**Stored items**
· · · ·
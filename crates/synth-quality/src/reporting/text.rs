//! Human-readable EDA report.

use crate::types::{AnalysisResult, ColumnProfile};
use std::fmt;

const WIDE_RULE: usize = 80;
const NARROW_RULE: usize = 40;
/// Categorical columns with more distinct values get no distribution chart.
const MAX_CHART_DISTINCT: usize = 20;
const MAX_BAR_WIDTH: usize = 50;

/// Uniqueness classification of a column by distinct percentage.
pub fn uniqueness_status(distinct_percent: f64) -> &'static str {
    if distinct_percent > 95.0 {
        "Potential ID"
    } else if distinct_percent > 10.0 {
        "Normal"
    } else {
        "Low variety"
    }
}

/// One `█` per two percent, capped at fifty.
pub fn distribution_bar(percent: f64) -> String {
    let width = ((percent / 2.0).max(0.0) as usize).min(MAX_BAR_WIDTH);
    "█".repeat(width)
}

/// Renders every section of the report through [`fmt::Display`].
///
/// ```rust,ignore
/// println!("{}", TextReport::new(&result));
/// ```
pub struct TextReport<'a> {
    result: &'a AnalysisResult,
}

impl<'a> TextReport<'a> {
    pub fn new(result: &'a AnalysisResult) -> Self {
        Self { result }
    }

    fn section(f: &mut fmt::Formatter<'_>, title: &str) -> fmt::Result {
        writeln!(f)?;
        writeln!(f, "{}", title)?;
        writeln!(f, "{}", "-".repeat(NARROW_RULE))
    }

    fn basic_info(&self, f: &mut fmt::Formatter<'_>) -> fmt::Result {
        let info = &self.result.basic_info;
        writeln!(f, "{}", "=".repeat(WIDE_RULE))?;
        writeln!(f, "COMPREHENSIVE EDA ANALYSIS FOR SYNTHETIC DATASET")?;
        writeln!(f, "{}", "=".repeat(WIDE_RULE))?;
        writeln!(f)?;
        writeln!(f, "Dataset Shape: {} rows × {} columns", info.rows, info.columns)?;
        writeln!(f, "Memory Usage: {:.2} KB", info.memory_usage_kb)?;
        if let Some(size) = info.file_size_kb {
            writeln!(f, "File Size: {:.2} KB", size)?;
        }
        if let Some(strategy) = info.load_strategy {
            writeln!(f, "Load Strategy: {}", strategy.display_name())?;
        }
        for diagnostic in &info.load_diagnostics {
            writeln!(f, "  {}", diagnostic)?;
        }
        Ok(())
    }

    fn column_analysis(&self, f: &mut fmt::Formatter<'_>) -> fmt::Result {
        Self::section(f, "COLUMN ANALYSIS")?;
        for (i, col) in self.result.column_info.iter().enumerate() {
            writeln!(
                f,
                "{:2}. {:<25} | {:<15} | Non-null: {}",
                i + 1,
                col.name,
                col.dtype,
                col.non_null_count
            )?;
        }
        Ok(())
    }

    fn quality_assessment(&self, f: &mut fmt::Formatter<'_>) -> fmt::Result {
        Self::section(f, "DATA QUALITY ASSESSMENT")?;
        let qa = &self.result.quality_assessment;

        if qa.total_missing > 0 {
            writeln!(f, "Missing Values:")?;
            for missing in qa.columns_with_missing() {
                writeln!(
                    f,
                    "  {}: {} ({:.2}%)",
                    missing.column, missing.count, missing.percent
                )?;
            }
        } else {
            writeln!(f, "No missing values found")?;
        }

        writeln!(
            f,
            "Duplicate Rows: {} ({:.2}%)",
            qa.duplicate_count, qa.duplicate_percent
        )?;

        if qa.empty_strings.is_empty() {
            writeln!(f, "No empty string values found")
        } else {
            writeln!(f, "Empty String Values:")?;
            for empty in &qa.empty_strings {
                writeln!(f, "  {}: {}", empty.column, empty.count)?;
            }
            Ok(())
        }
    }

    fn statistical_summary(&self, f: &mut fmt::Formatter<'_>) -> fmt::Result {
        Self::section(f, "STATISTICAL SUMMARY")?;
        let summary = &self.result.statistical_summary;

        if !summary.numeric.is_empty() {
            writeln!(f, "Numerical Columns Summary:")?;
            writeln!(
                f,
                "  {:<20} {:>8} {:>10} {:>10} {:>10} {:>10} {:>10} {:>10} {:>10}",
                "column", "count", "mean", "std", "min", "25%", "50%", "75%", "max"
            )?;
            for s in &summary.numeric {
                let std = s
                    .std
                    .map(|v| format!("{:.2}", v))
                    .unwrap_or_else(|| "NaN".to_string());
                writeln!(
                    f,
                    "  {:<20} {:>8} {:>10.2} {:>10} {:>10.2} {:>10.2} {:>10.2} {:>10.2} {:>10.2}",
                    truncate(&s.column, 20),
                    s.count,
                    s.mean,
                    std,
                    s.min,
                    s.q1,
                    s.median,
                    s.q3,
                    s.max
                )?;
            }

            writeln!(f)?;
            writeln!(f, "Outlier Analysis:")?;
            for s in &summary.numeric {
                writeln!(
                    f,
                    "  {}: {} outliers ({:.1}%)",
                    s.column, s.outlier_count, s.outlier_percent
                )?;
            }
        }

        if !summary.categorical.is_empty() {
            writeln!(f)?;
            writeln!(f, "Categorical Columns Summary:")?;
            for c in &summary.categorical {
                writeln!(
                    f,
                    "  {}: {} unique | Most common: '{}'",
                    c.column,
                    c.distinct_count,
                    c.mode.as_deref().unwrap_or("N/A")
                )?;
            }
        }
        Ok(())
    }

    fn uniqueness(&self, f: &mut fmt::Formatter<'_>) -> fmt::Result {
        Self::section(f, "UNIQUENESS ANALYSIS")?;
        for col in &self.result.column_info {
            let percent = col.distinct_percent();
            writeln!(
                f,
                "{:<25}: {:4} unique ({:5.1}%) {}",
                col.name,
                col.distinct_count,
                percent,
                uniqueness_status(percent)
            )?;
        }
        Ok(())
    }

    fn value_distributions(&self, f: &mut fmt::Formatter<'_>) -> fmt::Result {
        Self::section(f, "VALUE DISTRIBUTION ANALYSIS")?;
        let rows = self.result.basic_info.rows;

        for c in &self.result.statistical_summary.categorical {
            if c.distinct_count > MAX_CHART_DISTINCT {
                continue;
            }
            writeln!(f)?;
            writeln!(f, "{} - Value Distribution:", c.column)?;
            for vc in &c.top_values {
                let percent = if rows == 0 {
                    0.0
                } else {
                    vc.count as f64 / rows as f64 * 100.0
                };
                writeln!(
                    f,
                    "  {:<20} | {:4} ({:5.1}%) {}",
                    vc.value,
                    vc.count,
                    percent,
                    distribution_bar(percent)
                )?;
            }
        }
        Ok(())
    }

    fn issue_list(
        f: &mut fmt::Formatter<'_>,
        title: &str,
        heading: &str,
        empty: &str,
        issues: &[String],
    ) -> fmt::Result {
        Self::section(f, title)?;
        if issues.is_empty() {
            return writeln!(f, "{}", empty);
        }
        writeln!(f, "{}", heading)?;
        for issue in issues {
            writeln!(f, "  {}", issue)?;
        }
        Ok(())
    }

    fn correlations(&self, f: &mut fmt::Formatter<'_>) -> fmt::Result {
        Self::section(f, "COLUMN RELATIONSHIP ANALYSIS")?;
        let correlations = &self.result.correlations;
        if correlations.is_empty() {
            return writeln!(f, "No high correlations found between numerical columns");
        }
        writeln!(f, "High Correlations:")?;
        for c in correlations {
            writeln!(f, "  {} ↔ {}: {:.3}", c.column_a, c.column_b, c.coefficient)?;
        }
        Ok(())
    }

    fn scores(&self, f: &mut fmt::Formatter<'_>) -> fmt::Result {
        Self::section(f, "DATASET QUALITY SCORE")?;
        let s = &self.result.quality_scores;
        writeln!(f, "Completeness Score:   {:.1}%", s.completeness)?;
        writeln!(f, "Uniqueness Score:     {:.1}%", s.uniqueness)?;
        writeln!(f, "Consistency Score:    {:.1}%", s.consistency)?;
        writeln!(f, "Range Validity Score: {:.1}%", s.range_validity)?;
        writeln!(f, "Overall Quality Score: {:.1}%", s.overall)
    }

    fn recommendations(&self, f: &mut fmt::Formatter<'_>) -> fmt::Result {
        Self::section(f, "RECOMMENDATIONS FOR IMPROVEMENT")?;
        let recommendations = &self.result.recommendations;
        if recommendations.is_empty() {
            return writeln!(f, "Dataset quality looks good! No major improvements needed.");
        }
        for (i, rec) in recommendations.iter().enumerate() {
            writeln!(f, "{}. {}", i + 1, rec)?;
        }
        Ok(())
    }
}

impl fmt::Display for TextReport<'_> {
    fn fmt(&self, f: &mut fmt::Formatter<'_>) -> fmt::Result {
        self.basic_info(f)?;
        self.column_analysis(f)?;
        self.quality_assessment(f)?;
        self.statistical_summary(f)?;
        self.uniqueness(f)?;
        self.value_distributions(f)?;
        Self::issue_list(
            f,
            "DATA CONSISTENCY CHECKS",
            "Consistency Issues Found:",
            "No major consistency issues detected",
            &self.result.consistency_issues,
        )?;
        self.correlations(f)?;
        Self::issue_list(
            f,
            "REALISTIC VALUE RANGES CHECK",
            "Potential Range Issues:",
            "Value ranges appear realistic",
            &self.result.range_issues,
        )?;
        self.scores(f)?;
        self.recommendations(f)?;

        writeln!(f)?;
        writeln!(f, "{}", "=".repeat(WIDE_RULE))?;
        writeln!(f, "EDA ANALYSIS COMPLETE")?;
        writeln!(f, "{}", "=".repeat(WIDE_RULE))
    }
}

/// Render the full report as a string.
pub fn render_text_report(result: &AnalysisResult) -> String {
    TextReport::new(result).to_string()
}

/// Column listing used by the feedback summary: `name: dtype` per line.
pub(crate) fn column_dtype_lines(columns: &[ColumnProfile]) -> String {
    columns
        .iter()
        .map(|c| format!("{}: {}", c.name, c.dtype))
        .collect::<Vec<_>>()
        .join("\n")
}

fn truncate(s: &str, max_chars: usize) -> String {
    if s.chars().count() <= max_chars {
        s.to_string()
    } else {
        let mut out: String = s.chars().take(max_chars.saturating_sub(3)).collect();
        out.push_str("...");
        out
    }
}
· · · ·
**Exercise**
Above are the records; copy every line in them that holds the word "mean".

**Your response**
                "column", "count", "mean", "std", "min", "25%", "50%", "75%", "max"
                    s.mean,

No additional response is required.